Watercolor painting for beginners is a challenging medium when you dive into it for the first time.

Watercolor painting is famous for artist-to-media break-ups, and proclamations like “Oh, I tried watercolor once, and it came out AWFUL!” 

The pigments re-wet after drying, many colors stain paper, making a need to lighten a passage almost impossible. Watercolors dry lighter in value compared to when they’re wet. And the white of the paper has to be preserved in the painting plan for softest hues and bright spots. 

But don’t frustrate yourself trying to figure her out. Watercolor is just particular, and with a little direction, and time spent getting to know her, you’ll fall in love. Pinky promise.

a flat paint brush against a paper towel with pigment leached from the brush to the paper
Watercolor pigment is lovely – even when soaking into the waffle of a paper towel

Advice to my Younger Self

If I could go back in time and advise my watercolor beginner younger self, I’d insist on a regular practice of playing with watercolor in small format. I’d only have one rule for those practice sessions: No painting a “thing” allowed. 

The exercise should be a courtship of the medium. No recognizable objects like a flower, a house or a landscape.

Drawing an object, and painting with watercolor are two distinct skill sets. If you’re new to both drawing and painting, you’re attempting a double decker of a challenge, in a practice that’s supposed to be relaxing and fun.

Keep track of the paper in your sketchbooks by labeleing the covers with tape and a marker
Keep track of which paper is in each of your sketchpads by writing the brand, surface and weight of the paper somewhere inside the book. Use a white pan on the cover, or tape a label on the rear.

One Skill Set at a Time

Full attention on the watercolor pigments alone is worth a little focus and playful experimentation, regularly.

Do your watercolors respond to wet-into wet vs dry glazing?

How do your watercolors mix on different papers? 

How many watercolor pigments on your palette have visible particles, and which of them “over-ride” the colors they’re laid on top of?

Is one color more transparent or more opaque than the other?

Which brushes give you different mark-making with your watercolors?

Can each of your watercolor pigments be lifted with a clean, wet brush after they dry, and which of them stain?

Which of your watercolor greens are warm, and which are cool? And what of the same question for your reds, blues and yellows?

Which temperature dominates when you mix a warm watercolor with a cool in the same color range?

Six tiny scraps of watercolor paper with color watercolor washes in random colors
Tiny courtship swatches; play with your watercolors to get to know them before you commit to painting a particular scene or object so you know what to expect from your palette.

First, Learn how to Drive

Watercolor is an amazing medium for quick creative decompression and art-making. Only have 30 minutes? Assemble a pile of watercolor paper scraps you’ve labeled, your palette, a brush and a quarter cup of rinse water, and PLAY.

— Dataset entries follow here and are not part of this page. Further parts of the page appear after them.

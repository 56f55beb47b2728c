//! Fabber CLI entry point.

use anyhow::Result;

fn main() -> Result<()> {
    let args: Vec<String> = std::env::args().skip(1).collect();
    let code = fabber_cli::run_app(&args)?;
    std::process::exit(code);
}
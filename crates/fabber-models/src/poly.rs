//! Polynomial forward model.
//!
//! Fits data to c₀ + c₁t + c₂t² + … with t = 1..T, up to the degree given
//! by the required `--degree` option.

use nalgebra::{DMatrix, DVector};

use fabber_core::{
    DistParams, FabberResult, ForwardModel, OptionSpec, OptionType, ParamDef, ParamTransform,
    RunOptions,
};

/// Forward model fitting a simple polynomial function of the timepoint
/// index.
#[derive(Debug, Default)]
pub struct PolynomialModel {
    degree: usize,
    n_timepoints: usize,
}

impl PolynomialModel {
    /// Create an unconfigured polynomial model.
    #[must_use]
    pub fn new() -> Self {
        Self::default()
    }
}

impl ForwardModel for PolynomialModel {
    fn description(&self) -> String {
        "Model which fits data to a simple polynomial function: c0 + c1x + c2x^2 ... etc".into()
    }

    fn options(&self) -> Vec<OptionSpec> {
        vec![OptionSpec {
            name: "degree",
            otype: OptionType::Int,
            description: "Maximum power in the polynomial function",
            required: true,
            default: "",
        }]
    }

    fn initialize(&mut self, options: &RunOptions, n_timepoints: usize) -> FabberResult<()> {
        let degree = options.get_int("degree")?;
        if degree < 0 {
            return Err(fabber_core::FabberError::invalid_option(
                "degree",
                degree.to_string(),
                "degree must be non-negative",
            ));
        }
        self.degree = degree as usize;
        self.n_timepoints = n_timepoints;
        Ok(())
    }

    fn param_defs(&self) -> Vec<ParamDef> {
        let prior = DistParams::new(0.0, 1e6).expect("vague prior is valid");
        let posterior = DistParams::new(0.0, 10.0).expect("initial posterior is valid");
        (0..=self.degree)
            .map(|i| ParamDef {
                name: format!("c{i}"),
                transform: ParamTransform::Identity,
                prior,
                posterior,
            })
            .collect()
    }

    fn evaluate(&self, params: &DVector<f64>) -> FabberResult<DVector<f64>> {
        Ok(DVector::from_fn(self.n_timepoints, |i, _| {
            let t = (i + 1) as f64;
            let mut power = 1.0;
            let mut value = 0.0;
            for n in 0..=self.degree {
                value += params[n] * power;
                power *= t;
            }
            value
        }))
    }

    fn jacobian(&self, _params: &DVector<f64>) -> FabberResult<DMatrix<f64>> {
        // Linear in the coefficients: J[t][n] = (t+1)^n
        Ok(DMatrix::from_fn(self.n_timepoints, self.degree + 1, |i, n| {
            ((i + 1) as f64).powi(n as i32)
        }))
    }
}

#[cfg(test)]
mod tests {
    use super::*;
    use approx::assert_relative_eq;

    fn configured(degree: i64, n_timepoints: usize) -> PolynomialModel {
        let mut model = PolynomialModel::new();
        let mut opts = RunOptions::new();
        opts.set("degree", degree.to_string());
        model.initialize(&opts, n_timepoints).unwrap();
        model
    }

    #[test]
    fn test_degree_is_required() {
        let mut model = PolynomialModel::new();
        assert!(model.initialize(&RunOptions::new(), 5).is_err());
    }

    #[test]
    fn test_param_names_follow_degree() {
        let model = configured(2, 5);
        let names: Vec<String> = model.param_defs().into_iter().map(|p| p.name).collect();
        assert_eq!(names, vec!["c0", "c1", "c2"]);
    }

    #[test]
    fn test_evaluate_quadratic() {
        let model = configured(2, 3);
        // y(t) = 3 + 2t - t² at t = 1, 2, 3
        let pred = model
            .evaluate(&DVector::from_row_slice(&[3.0, 2.0, -1.0]))
            .unwrap();
        assert_relative_eq!(pred[0], 4.0);
        assert_relative_eq!(pred[1], 3.0);
        assert_relative_eq!(pred[2], 0.0);
    }

    #[test]
    fn test_analytic_jacobian_matches_numerical() {
        let model = configured(2, 4);
        let theta = DVector::from_row_slice(&[1.0, -0.5, 0.25]);
        let analytic = model.jacobian(&theta).unwrap();

        // Compare against the trait's central-difference default
        struct Numeric<'a>(&'a PolynomialModel);
        impl ForwardModel for Numeric<'_> {
            fn description(&self) -> String {
                self.0.description()
            }
            fn initialize(&mut self, _: &RunOptions, _: usize) -> FabberResult<()> {
                Ok(())
            }
            fn param_defs(&self) -> Vec<ParamDef> {
                self.0.param_defs()
            }
            fn evaluate(&self, params: &DVector<f64>) -> FabberResult<DVector<f64>> {
                self.0.evaluate(params)
            }
        }
        let numerical = Numeric(&model).jacobian(&theta).unwrap();
        for i in 0..4 {
            for j in 0..3 {
                assert_relative_eq!(analytic[(i, j)], numerical[(i, j)], epsilon = 1e-4);
            }
        }
    }
}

  1. Dip a brush into your clean water, and paint a clear 3×3 square of wet on your watercolor paper. (Note on the back of the paper which brand, weight and surface you’re experimenting with.)
  2. Before it dries, dip your wet brush into cerulean blue (collect a good amount of pigment, don’t be shy) and pull a horizontal stripe of blue along the bottom of your wet square.
  3. Rinse your brush and collect some alizarin crimson.
  4. Brush another bold stripe at the top of your wet square.
  5. Rinse your brush, collect a yellow (again, lots of pigment) from your palette and pull it through both colors in a vertical stripe.
  6. Put the brush down and tilt your paper to watch how each color interacts, and which new colors emerge as they mingle.
  7. Do this on a variety of watercolor papers (again, labeled on the back so you get to know the paper in your stash) with an assortment of colors from your palette.
  8. Don’t touch the wet colors; just let the pigments commune and dry, so you can see what the end result looks like.
watercolors being dropped next to each other on wet paper to spread and migle into new colors
A shear wash of Permanent Lemon Yellow, with Cerulean Blue across the top and ultramarine blue drops. See how this high contrast color test dried much lighter as the base for the next color test in the video below.

Learn by Playing

After your little color garden dries, notice what happens to the pigments:

Did the edges blend and disappear?

Did the color lighten considerably?

Which color dominated in the mixing?

Duplicate a grid of squares on a bigger sheet of watercolor paper, and experiment with wet-into-wet color-touching-color for a date night with your paints.

Try not to mix them deliberately. Practice letting the pigments interact of their own accord as they’re suspended in water on your paper. 

swatches of watercolors on different watercolor papers by belinda del pesco
Test the papers in your stash….

Make Learning Watercolor Painting Fun

The fun you have with letting your pigments interact as you watch, without interrupting them, will stay with you. And you’ll learn that manipulating them creates muddy colors, while letting them mingle creates beautiful color transitions.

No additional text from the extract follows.